_Exercise instructions_
Write out the data below exactly, beginning with the first line and ending once the line that has "zeroed iteration counter" is written.
· · ·
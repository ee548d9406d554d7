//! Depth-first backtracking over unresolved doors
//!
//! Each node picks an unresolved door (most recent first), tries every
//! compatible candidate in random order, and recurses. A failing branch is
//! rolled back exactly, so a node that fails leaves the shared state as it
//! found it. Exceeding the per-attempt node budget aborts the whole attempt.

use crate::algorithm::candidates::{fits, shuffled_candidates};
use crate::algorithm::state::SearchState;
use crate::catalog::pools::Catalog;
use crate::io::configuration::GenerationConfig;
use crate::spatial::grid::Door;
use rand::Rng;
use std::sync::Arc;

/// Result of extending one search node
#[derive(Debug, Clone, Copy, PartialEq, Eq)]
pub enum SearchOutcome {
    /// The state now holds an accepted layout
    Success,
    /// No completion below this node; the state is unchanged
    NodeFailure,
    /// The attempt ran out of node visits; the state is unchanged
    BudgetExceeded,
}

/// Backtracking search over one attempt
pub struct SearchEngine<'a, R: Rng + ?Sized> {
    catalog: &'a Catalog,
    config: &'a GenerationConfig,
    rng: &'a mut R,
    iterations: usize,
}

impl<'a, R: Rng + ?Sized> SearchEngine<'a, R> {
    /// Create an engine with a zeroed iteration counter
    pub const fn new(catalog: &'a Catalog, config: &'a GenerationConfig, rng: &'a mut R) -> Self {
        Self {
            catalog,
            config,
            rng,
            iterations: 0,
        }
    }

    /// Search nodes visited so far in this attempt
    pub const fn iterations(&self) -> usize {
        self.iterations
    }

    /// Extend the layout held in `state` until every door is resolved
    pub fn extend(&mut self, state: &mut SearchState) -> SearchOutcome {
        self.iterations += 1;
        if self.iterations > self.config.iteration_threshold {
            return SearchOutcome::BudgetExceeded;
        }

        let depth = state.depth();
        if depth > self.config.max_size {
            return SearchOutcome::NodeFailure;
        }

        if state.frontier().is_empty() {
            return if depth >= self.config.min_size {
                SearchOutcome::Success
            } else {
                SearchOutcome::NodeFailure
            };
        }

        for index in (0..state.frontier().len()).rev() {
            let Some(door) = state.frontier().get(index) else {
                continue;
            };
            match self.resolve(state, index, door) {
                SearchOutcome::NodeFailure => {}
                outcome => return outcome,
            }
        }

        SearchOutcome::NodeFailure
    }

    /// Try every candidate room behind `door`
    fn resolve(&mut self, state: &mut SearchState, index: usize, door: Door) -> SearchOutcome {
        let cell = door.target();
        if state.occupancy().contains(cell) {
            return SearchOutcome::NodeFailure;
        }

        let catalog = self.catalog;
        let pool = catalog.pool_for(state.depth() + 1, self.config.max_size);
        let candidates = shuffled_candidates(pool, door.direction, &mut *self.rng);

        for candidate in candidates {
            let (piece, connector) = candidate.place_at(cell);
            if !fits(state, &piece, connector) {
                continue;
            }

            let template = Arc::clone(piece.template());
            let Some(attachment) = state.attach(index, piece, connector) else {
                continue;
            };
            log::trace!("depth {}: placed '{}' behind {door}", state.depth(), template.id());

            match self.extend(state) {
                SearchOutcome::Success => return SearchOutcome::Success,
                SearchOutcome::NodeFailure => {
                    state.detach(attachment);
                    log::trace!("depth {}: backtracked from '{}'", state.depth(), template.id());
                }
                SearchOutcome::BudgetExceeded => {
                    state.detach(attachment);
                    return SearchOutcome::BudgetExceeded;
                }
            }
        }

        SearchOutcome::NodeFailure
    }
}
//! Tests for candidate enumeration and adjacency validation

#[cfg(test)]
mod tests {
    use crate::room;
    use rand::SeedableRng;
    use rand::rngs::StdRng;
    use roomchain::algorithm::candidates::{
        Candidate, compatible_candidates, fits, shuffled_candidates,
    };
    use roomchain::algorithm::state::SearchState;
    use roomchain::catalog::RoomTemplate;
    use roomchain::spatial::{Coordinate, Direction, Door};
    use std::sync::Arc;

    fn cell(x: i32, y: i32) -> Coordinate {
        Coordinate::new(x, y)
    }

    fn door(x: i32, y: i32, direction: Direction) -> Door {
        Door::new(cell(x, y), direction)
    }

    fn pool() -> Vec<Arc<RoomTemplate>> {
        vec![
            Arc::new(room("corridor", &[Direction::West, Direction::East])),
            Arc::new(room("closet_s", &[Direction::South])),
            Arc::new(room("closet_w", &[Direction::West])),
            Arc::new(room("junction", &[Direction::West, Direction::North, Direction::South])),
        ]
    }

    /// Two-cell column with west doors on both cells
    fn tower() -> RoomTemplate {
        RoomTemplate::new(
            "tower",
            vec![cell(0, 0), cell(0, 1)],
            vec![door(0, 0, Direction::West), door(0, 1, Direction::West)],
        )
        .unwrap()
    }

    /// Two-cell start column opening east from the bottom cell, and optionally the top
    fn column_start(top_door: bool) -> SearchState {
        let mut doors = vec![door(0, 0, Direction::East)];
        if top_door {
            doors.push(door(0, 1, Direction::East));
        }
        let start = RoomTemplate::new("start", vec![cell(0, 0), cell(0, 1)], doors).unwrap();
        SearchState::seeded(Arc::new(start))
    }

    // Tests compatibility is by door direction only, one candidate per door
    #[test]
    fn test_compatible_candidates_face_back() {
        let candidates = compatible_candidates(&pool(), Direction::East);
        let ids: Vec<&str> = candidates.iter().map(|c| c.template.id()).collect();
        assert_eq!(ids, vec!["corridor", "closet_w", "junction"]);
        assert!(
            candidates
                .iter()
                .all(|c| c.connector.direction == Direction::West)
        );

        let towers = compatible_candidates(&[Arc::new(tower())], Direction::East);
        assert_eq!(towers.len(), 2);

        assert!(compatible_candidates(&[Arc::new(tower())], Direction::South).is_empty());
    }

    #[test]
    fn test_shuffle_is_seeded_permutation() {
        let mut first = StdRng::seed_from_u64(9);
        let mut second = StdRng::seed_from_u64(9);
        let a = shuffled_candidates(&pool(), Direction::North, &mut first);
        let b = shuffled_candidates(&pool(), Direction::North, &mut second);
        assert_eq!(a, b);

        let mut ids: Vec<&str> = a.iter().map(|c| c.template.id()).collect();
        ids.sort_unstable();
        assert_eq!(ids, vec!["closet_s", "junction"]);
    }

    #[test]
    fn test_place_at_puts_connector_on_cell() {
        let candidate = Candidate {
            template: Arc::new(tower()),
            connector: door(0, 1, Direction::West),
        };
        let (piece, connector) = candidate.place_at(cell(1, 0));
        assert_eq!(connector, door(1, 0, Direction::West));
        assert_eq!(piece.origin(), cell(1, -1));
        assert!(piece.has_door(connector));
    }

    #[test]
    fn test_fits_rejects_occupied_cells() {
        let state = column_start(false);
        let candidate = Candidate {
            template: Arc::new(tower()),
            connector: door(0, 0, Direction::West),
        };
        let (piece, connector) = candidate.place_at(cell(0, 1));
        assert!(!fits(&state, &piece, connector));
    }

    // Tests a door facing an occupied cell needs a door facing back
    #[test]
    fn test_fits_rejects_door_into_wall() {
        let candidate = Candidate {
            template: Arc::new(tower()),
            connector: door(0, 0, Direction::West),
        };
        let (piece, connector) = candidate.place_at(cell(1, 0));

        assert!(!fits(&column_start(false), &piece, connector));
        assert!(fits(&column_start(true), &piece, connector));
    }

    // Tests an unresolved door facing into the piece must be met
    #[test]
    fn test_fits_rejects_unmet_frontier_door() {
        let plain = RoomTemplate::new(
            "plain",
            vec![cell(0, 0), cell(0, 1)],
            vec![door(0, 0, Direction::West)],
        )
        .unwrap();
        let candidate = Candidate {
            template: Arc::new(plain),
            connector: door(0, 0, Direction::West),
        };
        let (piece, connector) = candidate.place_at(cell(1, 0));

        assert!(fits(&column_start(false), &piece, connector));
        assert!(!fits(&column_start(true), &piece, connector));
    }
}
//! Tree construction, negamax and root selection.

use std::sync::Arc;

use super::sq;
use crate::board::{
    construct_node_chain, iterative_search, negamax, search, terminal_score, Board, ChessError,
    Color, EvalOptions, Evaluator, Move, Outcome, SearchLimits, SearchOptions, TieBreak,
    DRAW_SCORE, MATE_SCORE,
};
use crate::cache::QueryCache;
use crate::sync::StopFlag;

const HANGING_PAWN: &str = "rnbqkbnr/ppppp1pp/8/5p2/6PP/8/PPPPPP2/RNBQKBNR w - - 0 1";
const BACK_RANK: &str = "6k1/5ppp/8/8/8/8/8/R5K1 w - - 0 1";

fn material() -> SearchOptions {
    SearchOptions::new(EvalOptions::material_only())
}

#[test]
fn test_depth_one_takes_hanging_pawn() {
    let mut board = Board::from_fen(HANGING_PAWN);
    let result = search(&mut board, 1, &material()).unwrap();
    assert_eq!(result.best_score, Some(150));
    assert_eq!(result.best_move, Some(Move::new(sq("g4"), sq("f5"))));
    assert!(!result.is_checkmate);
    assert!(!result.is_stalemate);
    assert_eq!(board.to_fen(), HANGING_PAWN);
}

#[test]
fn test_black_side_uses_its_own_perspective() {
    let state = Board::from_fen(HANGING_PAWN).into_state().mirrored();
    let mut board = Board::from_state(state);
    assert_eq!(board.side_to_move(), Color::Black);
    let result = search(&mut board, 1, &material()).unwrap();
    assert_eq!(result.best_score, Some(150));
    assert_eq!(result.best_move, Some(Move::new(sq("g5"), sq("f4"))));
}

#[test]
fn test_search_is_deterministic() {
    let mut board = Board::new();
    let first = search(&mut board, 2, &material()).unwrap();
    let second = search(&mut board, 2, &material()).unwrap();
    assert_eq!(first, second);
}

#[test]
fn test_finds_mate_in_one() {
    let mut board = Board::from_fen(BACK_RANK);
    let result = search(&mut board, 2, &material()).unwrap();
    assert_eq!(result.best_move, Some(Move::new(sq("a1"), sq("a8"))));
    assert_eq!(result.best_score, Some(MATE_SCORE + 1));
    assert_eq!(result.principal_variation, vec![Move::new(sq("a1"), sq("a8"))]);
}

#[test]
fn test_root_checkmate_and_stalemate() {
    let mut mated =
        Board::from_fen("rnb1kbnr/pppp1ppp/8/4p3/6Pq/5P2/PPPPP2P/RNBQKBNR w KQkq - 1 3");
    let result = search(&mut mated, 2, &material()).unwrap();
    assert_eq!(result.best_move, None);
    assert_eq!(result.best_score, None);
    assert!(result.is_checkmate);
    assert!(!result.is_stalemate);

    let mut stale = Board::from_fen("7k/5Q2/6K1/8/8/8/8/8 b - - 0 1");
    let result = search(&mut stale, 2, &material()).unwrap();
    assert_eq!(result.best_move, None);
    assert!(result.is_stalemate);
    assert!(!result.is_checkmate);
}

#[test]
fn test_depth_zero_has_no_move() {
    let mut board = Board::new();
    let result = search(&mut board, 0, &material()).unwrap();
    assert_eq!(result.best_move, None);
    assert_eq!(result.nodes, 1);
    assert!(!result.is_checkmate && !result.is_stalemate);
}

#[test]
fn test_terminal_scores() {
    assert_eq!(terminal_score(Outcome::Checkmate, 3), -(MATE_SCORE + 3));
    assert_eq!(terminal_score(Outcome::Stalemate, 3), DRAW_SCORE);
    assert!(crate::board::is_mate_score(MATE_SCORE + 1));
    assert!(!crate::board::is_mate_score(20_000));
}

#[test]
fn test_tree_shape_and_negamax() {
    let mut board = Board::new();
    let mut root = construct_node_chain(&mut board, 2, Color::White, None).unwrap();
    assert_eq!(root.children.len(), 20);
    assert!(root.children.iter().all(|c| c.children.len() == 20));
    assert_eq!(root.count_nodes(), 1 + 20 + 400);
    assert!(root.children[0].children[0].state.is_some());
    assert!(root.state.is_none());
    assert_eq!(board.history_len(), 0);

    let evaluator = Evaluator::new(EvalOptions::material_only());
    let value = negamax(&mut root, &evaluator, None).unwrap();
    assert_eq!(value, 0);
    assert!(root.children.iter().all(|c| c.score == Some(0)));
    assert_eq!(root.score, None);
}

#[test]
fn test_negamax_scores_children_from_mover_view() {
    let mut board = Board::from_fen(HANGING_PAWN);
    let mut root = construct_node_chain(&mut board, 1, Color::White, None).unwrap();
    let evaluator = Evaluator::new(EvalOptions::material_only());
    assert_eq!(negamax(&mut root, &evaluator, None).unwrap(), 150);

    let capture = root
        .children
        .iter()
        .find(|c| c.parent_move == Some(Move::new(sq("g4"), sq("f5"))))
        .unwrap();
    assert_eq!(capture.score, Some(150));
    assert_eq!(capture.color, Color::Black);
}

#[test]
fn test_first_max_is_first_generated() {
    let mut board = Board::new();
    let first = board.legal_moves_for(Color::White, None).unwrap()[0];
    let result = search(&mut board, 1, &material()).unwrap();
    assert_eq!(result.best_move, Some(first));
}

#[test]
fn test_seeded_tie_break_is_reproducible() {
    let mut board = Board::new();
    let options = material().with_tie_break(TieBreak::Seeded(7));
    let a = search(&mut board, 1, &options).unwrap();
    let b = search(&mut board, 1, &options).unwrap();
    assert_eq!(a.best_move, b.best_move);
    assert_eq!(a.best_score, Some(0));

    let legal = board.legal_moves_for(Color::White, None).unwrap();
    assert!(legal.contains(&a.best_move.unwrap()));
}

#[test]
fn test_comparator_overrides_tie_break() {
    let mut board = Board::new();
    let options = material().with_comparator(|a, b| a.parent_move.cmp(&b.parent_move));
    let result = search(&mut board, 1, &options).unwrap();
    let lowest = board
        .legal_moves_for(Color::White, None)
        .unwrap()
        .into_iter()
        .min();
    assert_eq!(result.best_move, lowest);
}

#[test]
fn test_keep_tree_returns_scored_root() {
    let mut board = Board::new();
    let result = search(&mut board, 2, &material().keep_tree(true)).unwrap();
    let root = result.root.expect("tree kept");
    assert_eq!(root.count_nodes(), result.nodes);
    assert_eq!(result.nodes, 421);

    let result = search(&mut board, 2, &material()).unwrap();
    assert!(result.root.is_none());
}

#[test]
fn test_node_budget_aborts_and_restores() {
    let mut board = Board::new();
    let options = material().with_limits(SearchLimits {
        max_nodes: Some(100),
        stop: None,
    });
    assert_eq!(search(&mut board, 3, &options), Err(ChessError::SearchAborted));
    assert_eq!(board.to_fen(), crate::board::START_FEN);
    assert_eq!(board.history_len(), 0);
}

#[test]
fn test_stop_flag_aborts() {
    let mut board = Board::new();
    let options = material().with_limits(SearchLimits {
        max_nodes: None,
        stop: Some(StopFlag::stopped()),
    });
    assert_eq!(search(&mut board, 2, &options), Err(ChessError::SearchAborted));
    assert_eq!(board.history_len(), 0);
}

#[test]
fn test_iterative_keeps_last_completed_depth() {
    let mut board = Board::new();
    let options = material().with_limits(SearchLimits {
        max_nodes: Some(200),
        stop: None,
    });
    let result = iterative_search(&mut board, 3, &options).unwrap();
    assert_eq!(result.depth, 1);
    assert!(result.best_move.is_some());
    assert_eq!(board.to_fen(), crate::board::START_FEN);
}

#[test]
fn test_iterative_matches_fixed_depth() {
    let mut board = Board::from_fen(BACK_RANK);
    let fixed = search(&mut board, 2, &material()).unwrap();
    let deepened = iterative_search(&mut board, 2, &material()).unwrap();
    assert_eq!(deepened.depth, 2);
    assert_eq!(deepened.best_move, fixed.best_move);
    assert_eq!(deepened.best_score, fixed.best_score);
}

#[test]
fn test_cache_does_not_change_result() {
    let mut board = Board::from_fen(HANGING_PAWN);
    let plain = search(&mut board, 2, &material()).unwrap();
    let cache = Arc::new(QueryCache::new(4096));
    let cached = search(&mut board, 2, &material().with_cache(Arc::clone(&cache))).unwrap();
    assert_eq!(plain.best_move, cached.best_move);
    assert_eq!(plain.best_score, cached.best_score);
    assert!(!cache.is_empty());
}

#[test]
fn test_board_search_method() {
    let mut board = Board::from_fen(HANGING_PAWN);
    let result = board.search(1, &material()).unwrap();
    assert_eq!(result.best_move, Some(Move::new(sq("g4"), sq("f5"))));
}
· · ·
_Exercise solution_
repository ee548d9406d554d7
//! Depth-first backtracking over unresolved doors
//!
//! Each node picks an unresolved door (most recent first), tries every
//! compatible candidate in random order, and recurses. A failing branch is
//! rolled back exactly, so a node that fails leaves the shared state as it
//! found it. Exceeding the per-attempt node budget aborts the whole attempt.

use crate::algorithm::candidates::{fits, shuffled_candidates};
use crate::algorithm::state::SearchState;
use crate::catalog::pools::Catalog;
use crate::io::configuration::GenerationConfig;
use crate::spatial::grid::Door;
use rand::Rng;
use std::sync::Arc;

/// Result of extending one search node
#[derive(Debug, Clone, Copy, PartialEq, Eq)]
pub enum SearchOutcome {
    /// The state now holds an accepted layout
    Success,
    /// No completion below this node; the state is unchanged
    NodeFailure,
    /// The attempt ran out of node visits; the state is unchanged
    BudgetExceeded,
}

/// Backtracking search over one attempt
pub struct SearchEngine<'a, R: Rng + ?Sized> {
    catalog: &'a Catalog,
    config: &'a GenerationConfig,
    rng: &'a mut R,
    iterations: usize,
}

impl<'a, R: Rng + ?Sized> SearchEngine<'a, R> {
    /// Create an engine with a zeroed iteration counter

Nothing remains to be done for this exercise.